Yesterday’s recovery above Tue’s 116.03 minor corrective high and short-term risk parameter discussed in Wed’s Technical Blog confirms a bullish divergence in short-term momentum and defines Tue’s 114.075 low as the end of the decline from 26-May’s 120.195 larger-degree corrective high in the Sep contract. As a direct result of this short-term momentum failure, shorter-term traders with tighter risk profiles have been advised to take profits on previous bearish exposure and move to a neutral/sideline position in order to circumvent the heights unknown of at least an intermediate-term and possibly a major correction higher. In this regard, Tue’s 114.075 low serves as our new short-term risk parameter from which such non-bearish action like short-covers and cautious bullish punts can now be objectively based and managed.

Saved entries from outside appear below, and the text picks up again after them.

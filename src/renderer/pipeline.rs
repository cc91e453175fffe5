//! Pipeline & Shader Caches
//!
//! Central owner of all `wgpu::RenderPipeline` instances. Pipelines are
//! stored in a contiguous `Vec` and addressed through lightweight
//! [`RenderPipelineId`] handles; a lookup map keyed by the full
//! [`PipelineKey`] *(shader name, topology, surface format)* deduplicates
//! builds. Shader module caching lives in [`ShaderManager`], keyed by
//! shader name.
//!
//! Both caches live for the device context's lifetime: there is no
//! eviction, and [`PipelineCache::clear`] wipes everything when the device
//! is torn down or lost.

use std::num::NonZeroU64;

use rustc_hash::FxHashMap;

use crate::errors::{ArborError, Result};
use crate::resources::shader::{Shader, UNIFORM_BLOCK_SIZE};
use crate::resources::state::PipelineKey;

/// Handle into the pipeline cache's contiguous storage.
#[derive(Debug, Clone, Copy, PartialEq, Eq, Hash)]
pub struct RenderPipelineId(pub(crate) u32);

impl RenderPipelineId {
    #[must_use]
    pub fn index(self) -> usize {
        self.0 as usize
    }
}

/// Shader-name → compiled module cache.
#[derive(Default)]
pub struct ShaderManager {
    modules: FxHashMap<String, wgpu::ShaderModule>,
}

impl ShaderManager {
    #[must_use]
    pub fn new() -> Self {
        Self::default()
    }

    /// Returns the compiled module for `shader`, compiling on first use.
    pub fn get_or_compile(
        &mut self,
        device: &wgpu::Device,
        shader: &Shader,
    ) -> wgpu::ShaderModule {
        if let Some(module) = self.modules.get(shader.name()) {
            return module.clone();
        }
        let module = device.create_shader_module(wgpu::ShaderModuleDescriptor {
            label: Some(shader.name()),
            source: wgpu::ShaderSource::Wgsl(shader.source().into()),
        });
        self.modules.insert(shader.name().to_string(), module.clone());
        module
    }

    /// Evicts one compiled module, e.g. after its validation failed.
    pub fn remove(&mut self, name: &str) {
        self.modules.remove(name);
    }

    #[must_use]
    pub fn module_count(&self) -> usize {
        self.modules.len()
    }

    pub fn clear(&mut self) {
        self.modules.clear();
    }
}

/// Central pipeline storage and deduplication cache.
pub struct PipelineCache {
    pipelines: Vec<wgpu::RenderPipeline>,
    lookup: FxHashMap<PipelineKey, RenderPipelineId>,
    shaders: ShaderManager,
    uniform_layout: Option<wgpu::BindGroupLayout>,
}

impl Default for PipelineCache {
    fn default() -> Self {
        Self::new()
    }
}

impl PipelineCache {
    #[must_use]
    pub fn new() -> Self {
        Self {
            pipelines: Vec::with_capacity(16),
            lookup: FxHashMap::default(),
            shaders: ShaderManager::new(),
            uniform_layout: None,
        }
    }

    /// Retrieve a pipeline by handle. **Panics** if the id is stale.
    #[inline]
    #[must_use]
    pub fn get(&self, id: RenderPipelineId) -> &wgpu::RenderPipeline {
        &self.pipelines[id.index()]
    }

    /// Number of cached pipelines.
    #[must_use]
    pub fn pipeline_count(&self) -> usize {
        self.pipelines.len()
    }

    #[must_use]
    pub fn shader_count(&self) -> usize {
        self.shaders.module_count()
    }

    /// Wipes all cached pipelines, shader modules, and layouts. Called on
    /// device teardown and device loss; everything rebuilds lazily on the
    /// next frame.
    pub fn clear(&mut self) {
        self.pipelines.clear();
        self.lookup.clear();
        self.shaders.clear();
        self.uniform_layout = None;
    }

    /// The bind group layout shared by every pipeline: one uniform block
    /// (projection, model, colour) bound with a dynamic offset.
    pub fn uniform_layout(&mut self, device: &wgpu::Device) -> wgpu::BindGroupLayout {
        if let Some(layout) = &self.uniform_layout {
            return layout.clone();
        }
        let layout = device.create_bind_group_layout(&wgpu::BindGroupLayoutDescriptor {
            label: Some("Frame Uniform Layout"),
            entries: &[wgpu::BindGroupLayoutEntry {
                binding: 0,
                visibility: wgpu::ShaderStages::VERTEX_FRAGMENT,
                ty: wgpu::BindingType::Buffer {
                    ty: wgpu::BufferBindingType::Uniform,
                    has_dynamic_offset: true,
                    min_binding_size: NonZeroU64::new(UNIFORM_BLOCK_SIZE),
                },
                count: None,
            }],
        });
        self.uniform_layout = Some(layout.clone());
        layout
    }

    /// Looks up the pipeline for `key`, building and caching it on first
    /// encounter. The vertex buffer layout comes from the shader's
    /// declared attribute slots.
    ///
    /// Shader compilation and pipeline assembly run inside a validation
    /// error scope; a failed build surfaces as
    /// [`ArborError::PipelineBuildFailed`] carrying the shader name and
    /// the backend's log, and nothing is cached.
    pub fn get_or_create(
        &mut self,
        device: &wgpu::Device,
        key: &PipelineKey,
        shader: &Shader,
    ) -> Result<RenderPipelineId> {
        if let Some(&id) = self.lookup.get(key) {
            return Ok(id);
        }

        let error_scope = device.push_error_scope(wgpu::ErrorFilter::Validation);

        let module = self.shaders.get_or_compile(device, shader);
        let uniform_layout = self.uniform_layout(device);

        let layout = device.create_pipeline_layout(&wgpu::PipelineLayoutDescriptor {
            label: Some("Render Pipeline Layout"),
            bind_group_layouts: &[Some(&uniform_layout)],
            immediate_size: 0,
        });

        let attributes: Vec<[wgpu::VertexAttribute; 1]> = shader
            .attributes()
            .iter()
            .map(|slot| {
                [wgpu::VertexAttribute {
                    format: slot.format,
                    offset: 0,
                    shader_location: slot.semantic.location(),
                }]
            })
            .collect();
        let buffers: Vec<wgpu::VertexBufferLayout<'_>> = shader
            .attributes()
            .iter()
            .zip(&attributes)
            .map(|(slot, attrs)| wgpu::VertexBufferLayout {
                array_stride: slot.format.size(),
                step_mode: wgpu::VertexStepMode::Vertex,
                attributes: attrs,
            })
            .collect();

        let pipeline = device.create_render_pipeline(&wgpu::RenderPipelineDescriptor {
            label: Some(shader.name()),
            layout: Some(&layout),
            vertex: wgpu::VertexState {
                module: &module,
                entry_point: Some(shader.vertex_entry()),
                buffers: &buffers,
                compilation_options: wgpu::PipelineCompilationOptions::default(),
            },
            fragment: Some(wgpu::FragmentState {
                module: &module,
                entry_point: Some(shader.fragment_entry()),
                targets: &[Some(wgpu::ColorTargetState {
                    format: key.format,
                    blend: Some(wgpu::BlendState::PREMULTIPLIED_ALPHA_BLENDING),
                    write_mask: wgpu::ColorWrites::ALL,
                })],
                compilation_options: wgpu::PipelineCompilationOptions::default(),
            }),
            primitive: wgpu::PrimitiveState {
                topology: key.topology,
                ..Default::default()
            },
            depth_stencil: None,
            multisample: wgpu::MultisampleState::default(),
            multiview_mask: None,
            cache: None,
        });

        if let Some(error) = pollster::block_on(error_scope.pop()) {
            // A failed build must not leave its module cached.
            self.shaders.remove(shader.name());
            return Err(ArborError::PipelineBuildFailed {
                shader: shader.name().to_string(),
                log: error.to_string(),
            });
        }

        let id = RenderPipelineId(self.pipelines.len() as u32);
        self.pipelines.push(pipeline);
        self.lookup.insert(key.clone(), id);
        Ok(id)
    }
}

On a long-term basis, yesterday’s bullish divergence in short-term momentum is of an insufficient scale to conclude anything more than another interim correction within the ongoing secular bear trend. The daily (above) and weekly (below) active-continuation charts still show the market below even former 117-1/4-area support-turned-resistance, let alone 26-May’s 120.31 larger-degree corrective high and key long-term risk parameter this market is required to recover above to, in fact, break the secular bear trend. In effect, the short-to-intermediate-term trend is up within a still-arguable major bear trend where the technical and trading issue of SCALE risk assumption commensurate with one’s personal risk profile becomes a point of emphasis. If you’re a shorter-term trader, the market has recovered enough to question a continued bearish policy, warranting a move to the sidelines. If you’re a longer-term institutional players, the market has not provided the evidence necessary to neutralize exposure. Longer-term players do have the option however of paring bearish exposure to more conservative levels and acknowledging and accepting whipsaw risk, below 114.07, in exchange for steeper nominal risk above 120.31.
If the expected rebound is just a slightly larger-degree bear market correction, we would expect the recovery attempt to be stemmed by a countering bearish divergence in short-term momentum from some level shy of 120.31. Such a mo failure will reject/define a more reliable high and resistance from which resumed bearish decisions can be objectively rebased and managed. Needless to say, a relapse below 114.075 mitigates any larger-degree base/correction/reversal count, reinstates the bear and exposes potentially steep losses thereafter, warranting a return to a bearish policy by shorter-term traders.
From a 10-yr yield perspective shown in the daily log chart below, the key short- and long-term flexion points and risk parameters are defined by Tue’s 3.498% high and 26-May’s 2.702% low, respectively.